Now that I’m pregnant, I’m lucky if I get in two hours of work before all I want to do is stare into space, watch a movie, read a book, or think about the many things I could be accomplishing or cultivating but haven’t yet begun to do.
I realize that REST is paramount right now. I am surely and truly resting. There's no argument here. It actually feels as though I need a day of rest after I’ve had a day of tasks. Yesterday was a busy day with lots of cycling and appointments and so today, I am nearly comatose. My body is seeking balance and I am just listening. She's pretty demanding this body of mine.
The other problem I am facing (problem?) is my near complete aversion to Chinese food. I have been here, or at least been coming here, since 2007 and I have continually raved to friends and family back home that they’ve never really tasted Chinese food until they’ve travelled to China. The food here is delicious. I love so may different varieties of Chinese food, as well, and before I got pregnant, I found that the only time I’d eat anything remotely Western was when I was visiting Western friends’ homes who always eat that way.
Once, when I was first getting to know my friend Jess here, she invited me for breakfast at her house. It was early 2009 and I was still just slowly making friends and getting settled, like tentative little social steps beyond my relationship and quiet contemplation at home. She had me over for brunch and I arrived to a table full of toast, roated potatoes, scrambled eggs, the option for pancakes, an array of jams and real butter. I naively said to her, “Where did you get all this? Did you bring it from overseas or something?” She looked at me like I was an alien. “I bought it all the foreign food store,” she said and continued to look at me quizzically. “You can buy real butter in Beijing?” I asked, astounded.

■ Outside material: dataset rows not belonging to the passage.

//! Error types for timetable construction.
//!
//! Recoverable outcomes (bad input, no solution, budget exhausted,
//! cancellation) are distinct variants so that callers can decide whether to
//! edit the input, raise the budget, or give up. An invariant violation is a
//! defect in the engine and is never recoverable.

use serde::{Deserialize, Serialize};
use std::fmt;
use thiserror::Error;

use crate::models::Violation;
use crate::validation::ValidationError;

/// Main error type of a scheduling run.
#[derive(Debug, Error)]
pub enum TimetableError {
    /// Input is malformed or incomplete; the search never started.
    #[error("invalid input: {}", join_messages(.0))]
    Validation(Vec<ValidationError>),

    /// The search proved that at least one requirement cannot be met.
    #[error("no valid timetable exists: {0}")]
    Infeasible(FailureReport),

    /// The search hit its step or time bound without a proof either way.
    #[error("no timetable found within budget: {0}")]
    BudgetExceeded(FailureReport),

    /// The caller cancelled the run; partial state was discarded.
    #[error("scheduling run cancelled")]
    Cancelled,

    /// An accepted timetable broke a hard constraint. This is a bug.
    #[error("internal invariant violated: {}", join_violations(.0))]
    InvariantViolation(Vec<Violation>),
}

impl TimetableError {
    /// Whether the caller can retry with edited input or a larger budget.
    pub fn is_recoverable(&self) -> bool {
        !matches!(self, TimetableError::InvariantViolation(_))
    }

    /// Failure report for infeasible or budget-exhausted runs.
    pub fn report(&self) -> Option<&FailureReport> {
        match self {
            TimetableError::Infeasible(r) | TimetableError::BudgetExceeded(r) => Some(r),
            _ => None,
        }
    }
}

fn join_messages(errors: &[ValidationError]) -> String {
    errors
        .iter()
        .map(|e| e.message.as_str())
        .collect::<Vec<_>>()
        .join("; ")
}

fn join_violations(violations: &[Violation]) -> String {
    violations
        .iter()
        .map(|v| v.message.as_str())
        .collect::<Vec<_>>()
        .join("; ")
}

/// Why a run ended without a timetable.
#[derive(Debug, Clone, Copy, PartialEq, Eq, Serialize, Deserialize)]
#[serde(rename_all = "snake_case")]
pub enum FailureCause {
    /// All legal placements were exhausted.
    Infeasible,
    /// The step or time bound was reached first.
    BudgetExceeded,
}

/// A lesson requirement that could not be fully placed.
#[derive(Debug, Clone, PartialEq, Eq, Serialize, Deserialize)]
pub struct UnmetRequirement {
    /// Class group id.
    pub class_id: String,
    /// Subject name.
    pub subject: String,
    /// Weekly occurrences required.
    pub required: usize,
    /// Occurrences placed in the deepest state reached.
    pub placed: usize,
    /// Known reason, when the requirement was rejected before search.
    pub reason: Option<String>,
}

impl UnmetRequirement {
    /// Occurrences still missing.
    pub fn shortfall(&self) -> usize {
        self.required.saturating_sub(self.placed)
    }
}

/// Structured report of a failed run.
#[derive(Debug, Clone, PartialEq, Eq, Serialize, Deserialize)]
pub struct FailureReport {
    /// Infeasibility or budget exhaustion.
    pub cause: FailureCause,
    /// Requirements that were short, ordered by class and subject.
    pub unmet: Vec<UnmetRequirement>,
    /// Most occurrences placed at any point of the search.
    pub best_placed: usize,
    /// Occurrences needed for a complete timetable.
    pub total_required: usize,
    /// Backtrack steps taken.
    pub backtracks: u64,
}

impl FailureReport {
    /// Whether the report names a given class/subject pair.
    pub fn names(&self, class_id: &str, subject: &str) -> bool {
        self.unmet
            .iter()
            .any(|u| u.class_id == class_id && u.subject.eq_ignore_ascii_case(subject))
    }
}

impl fmt::Display for FailureReport {
    fn fmt(&self, f: &mut fmt::Formatter<'_>) -> fmt::Result {
        write!(
            f,
            "{} requirement(s) unmet ({}/{} occurrences placed, {} backtracks)",
            self.unmet.len(),
            self.best_placed,
            self.total_required,
            self.backtracks
        )?;
        for u in &self.unmet {
            write!(f, "; {}/{} short by {}", u.class_id, u.subject, u.shortfall())?;
            if let Some(reason) = &u.reason {
                write!(f, " ({reason})")?;
            }
        }
        Ok(())
    }
}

She nodded but hadn’t stopped looking at me and now so, too, were her shocked roommates. “Oh,” I said rather sheepishly, suddenly realizing how ridiculous I sounded. “I guess you can buy whatever you like in this huge city. I think I’ve become a bit Chinese here. I haven’t eaten Western food since I was back in the West.” They all smiled at me then and made me feel welcome, the sad little deprived foreign girl trapped in a Chinese existence.
The thing is, I wasn't deprived. It occurred to me even then that I simply hadn’t even wanted it. 

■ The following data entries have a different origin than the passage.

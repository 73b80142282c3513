//! Integration tests for HTTP discovery
//!
//! These tests use wiremock to serve a small site and run full crawls of it
//! through the registry, checking the tree that comes out.

use sitetree::config::{Config, CrawlerConfig, ServerConfig, UserAgentConfig};
use sitetree::crawler::CrawlSession;
use sitetree::{CrawlStatus, CrawlerRegistry, HttpDiscovery};
use std::sync::Arc;
use std::time::Duration;
use wiremock::matchers::{method, path};
use wiremock::{Mock, MockServer, ResponseTemplate};

/// Creates a test configuration with a small worker pool
fn create_test_config(max_pages: usize) -> Config {
    Config {
        server: ServerConfig::default(),
        crawler: CrawlerConfig {
            workers: 4,
            queue_capacity: 8,
            max_concurrent_requests: 4,
            request_timeout_secs: 5,
            max_pages,
        },
        user_agent: UserAgentConfig {
            crawler_name: "TestBot".to_string(),
            crawler_version: "1.0.0".to_string(),
            contact_url: "https://example.com/contact".to_string(),
            contact_email: "test@example.com".to_string(),
        },
    }
}

fn registry(config: &Config) -> CrawlerRegistry {
    let discovery = HttpDiscovery::new(config)
        .expect("Failed to build discovery")
        .with_scheme("http");
    CrawlerRegistry::new(config.crawler.clone(), Arc::new(discovery))
}

/// `127.0.0.1:PORT` for a mock server
fn site_key(server: &MockServer) -> String {
    server.address().to_string()
}

fn html(body: &str) -> ResponseTemplate {
    ResponseTemplate::new(200).set_body_raw(
        format!("<html><body>{}</body></html>", body),
        "text/html",
    )
}

async fn mount_html(server: &MockServer, route: &str, body: &str) {
    Mock::given(method("GET"))
        .and(path(route))
        .respond_with(html(body))
        .mount(server)
        .await;
}

async fn finished(session: &CrawlSession) -> CrawlStatus {
    tokio::time::timeout(Duration::from_secs(15), session.wait())
        .await
        .expect("crawl did not reach a terminal status")
}

#[tokio::test(flavor = "multi_thread", worker_threads = 4)]
async fn test_full_crawl_builds_site_tree() {
    let server = MockServer::start().await;
    let base = server.uri();

    mount_html(
        &server,
        "/",
        &format!(
            r#"<a href="/docs/intro">Intro</a>
            <a href="{}/docs/api">API</a>
            <a href="blog/2024/post#comments">Post</a>"#,
            base
        ),
    )
    .await;
    mount_html(&server, "/docs/intro", r#"<a href="/docs/api">API</a><a href="/">Home</a>"#).await;
    mount_html(&server, "/docs/api", r#"<a href="../docs/intro">Intro</a>"#).await;
    mount_html(&server, "/blog/2024/post", "No links here").await;

    let registry = registry(&create_test_config(0));
    let site = site_key(&server);
    let outcome = registry.start(&site).await.unwrap();
    assert_eq!(outcome.site(), site);

    let session = registry.session(&site).await.unwrap();
    assert_eq!(finished(&session).await, CrawlStatus::Completed);
    assert_eq!(session.active_workers(), 0);

    let listing = registry.list(&site).await.unwrap();
    assert_eq!(listing.tree.name, site);
    assert_eq!(
        listing.tree.paths(),
        vec![
            "blog",
            "blog/2024",
            "blog/2024/post",
            "docs",
            "docs/api",
            "docs/intro"
        ]
    );
    // Seed plus three pages, each visited once
    assert_eq!(listing.urls_processed, 4);
}

#[tokio::test]
async fn test_links_to_other_hosts_are_ignored() {
    let server = MockServer::start().await;

    mount_html(
        &server,
        "/",
        r#"<a href="https://other.example.org/secret">Elsewhere</a>
        <a href="mailto:someone@example.com">Mail</a>
        <a href="/local">Local</a>"#,
    )
    .await;
    mount_html(&server, "/local", "").await;

    let registry = registry(&create_test_config(0));
    let site = site_key(&server);
    registry.start(&site).await.unwrap();

    let session = registry.session(&site).await.unwrap();
    assert_eq!(finished(&session).await, CrawlStatus::Completed);
    assert_eq!(session.snapshot().paths(), vec!["local"]);
}

#[tokio::test]
async fn test_non_html_pages_are_recorded_but_not_expanded() {
    let server = MockServer::start().await;

    mount_html(&server, "/", r#"<a href="/files/report.pdf">Report</a>"#).await;
    Mock::given(method("GET"))
        .and(path("/files/report.pdf"))
        .respond_with(
            ResponseTemplate::new(200)
                .insert_header("content-type", "application/pdf")
                .set_body_string(r#"<a href="/hidden">not html</a>"#),
        )
        .mount(&server)
        .await;

    let registry = registry(&create_test_config(0));
    let site = site_key(&server);
    registry.start(&site).await.unwrap();

    let session = registry.session(&site).await.unwrap();
    assert_eq!(finished(&session).await, CrawlStatus::Completed);
    assert_eq!(session.snapshot().paths(), vec!["files", "files/report.pdf"]);
}

#[tokio::test]
async fn test_page_budget_limits_visits() {
    let server = MockServer::start().await;

    mount_html(
        &server,
        "/",
        r#"<a href="/a">A</a><a href="/b">B</a><a href="/c">C</a>"#,
    )
    .await;
    for route in ["/a", "/b", "/c"] {
        mount_html(&server, route, "").await;
    }

    let registry = registry(&create_test_config(2));
    let site = site_key(&server);
    registry.start(&site).await.unwrap();

    let session = registry.session(&site).await.unwrap();
    assert_eq!(finished(&session).await, CrawlStatus::Completed);
    assert_eq!(session.stats().processed(), 2);
    assert_eq!(session.snapshot().children.len(), 1);
}

#[tokio::test]
async fn test_seed_error_fails_crawl() {
    let server = MockServer::start().await;
    Mock::given(method("GET"))
        .and(path("/"))
        .respond_with(ResponseTemplate::new(500))
        .mount(&server)
        .await;

    let registry = registry(&create_test_config(0));
    let site = site_key(&server);
    registry.start(&site).await.unwrap();

    let session = registry.session(&site).await.unwrap();
    match finished(&session).await {
        CrawlStatus::Failed(reason) => assert!(reason.contains("500"), "reason: {}", reason),
        other => panic!("expected failure, got {}", other),
    }

    let listing = registry.list(&site).await.unwrap();
    assert!(listing.finished_at.is_some());
    assert!(listing.tree.children.is_empty());
}

#[tokio::test]
async fn test_broken_inner_page_does_not_fail_crawl() {
    let server = MockServer::start().await;

    mount_html(&server, "/", r#"<a href="/gone">Gone</a><a href="/ok">Ok</a>"#).await;
    Mock::given(method("GET"))
        .and(path("/gone"))
        .respond_with(ResponseTemplate::new(404))
        .mount(&server)
        .await;
    mount_html(&server, "/ok", "").await;

    let registry = registry(&create_test_config(0));
    let site = site_key(&server);
    registry.start(&site).await.unwrap();

    let session = registry.session(&site).await.unwrap();
    assert_eq!(finished(&session).await, CrawlStatus::Completed);
    assert_eq!(session.snapshot().paths(), vec!["gone", "ok"]);
}

#[tokio::test(flavor = "multi_thread", worker_threads = 4)]
async fn test_stop_during_slow_crawl() {
    let server = MockServer::start().await;

    let links: String = (0..50)
        .map(|i| format!(r#"<a href="/slow/{}">{}</a>"#, i, i))
        .collect();
    mount_html(&server, "/", &links).await;
    Mock::given(method("GET"))
        .respond_with(html("").set_delay(Duration::from_millis(500)))
        .mount(&server)
        .await;

    let registry = registry(&create_test_config(0));
    let site = site_key(&server);
    registry.start(&site).await.unwrap();
    let session = registry.session(&site).await.unwrap();

    tokio::time::sleep(Duration::from_millis(200)).await;
    registry.stop(&site).await;

    assert_eq!(finished(&session).await, CrawlStatus::Stopped);
    assert_eq!(session.active_workers(), 0);
    assert!(session.stats().processed() < 51);
}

Still, I truly and earnestly enjoyed that brunch, though, and felt like another possible world had opened up to me. From that point onwards, I would get little “treats” for myself at the foreign food shops whenever I had an extra few dimes to rub together. You see, my husband and I aren’t exactly rolling in income as we’re both artists and are used to living rather hand-to-mouth. I live the Chinese style not merely out of preference; it’s also out of financial necessity.
That being said, I am currently craving things like peanut butter and jam sandwiches, even the fried egg sandwiches of my youth with ketchup to dip them in, macaroni and cheese, pasta with red sauce, lemon meringue pie, big fluffy white bread with butter, and copious amounts of ice cream. I went to the foreign shop the other day and spent a ridiculous amount of money there that came straight out of my rent fund on things that I haven’t eaten since I lived back home: granola bars, yoghurt, jam, even the typical impulse purchase of a jar of DILL PICKLES.
Yes, I have become a cliché. All I wanted was a jar of dill pickles and I guiltily spent almost 25% of that grocery bill on what would be the equivalent of an $9 500ml jar of average-at-best dill pickles. They are making me happy, though. Truly. They're a great mid-nausea snack.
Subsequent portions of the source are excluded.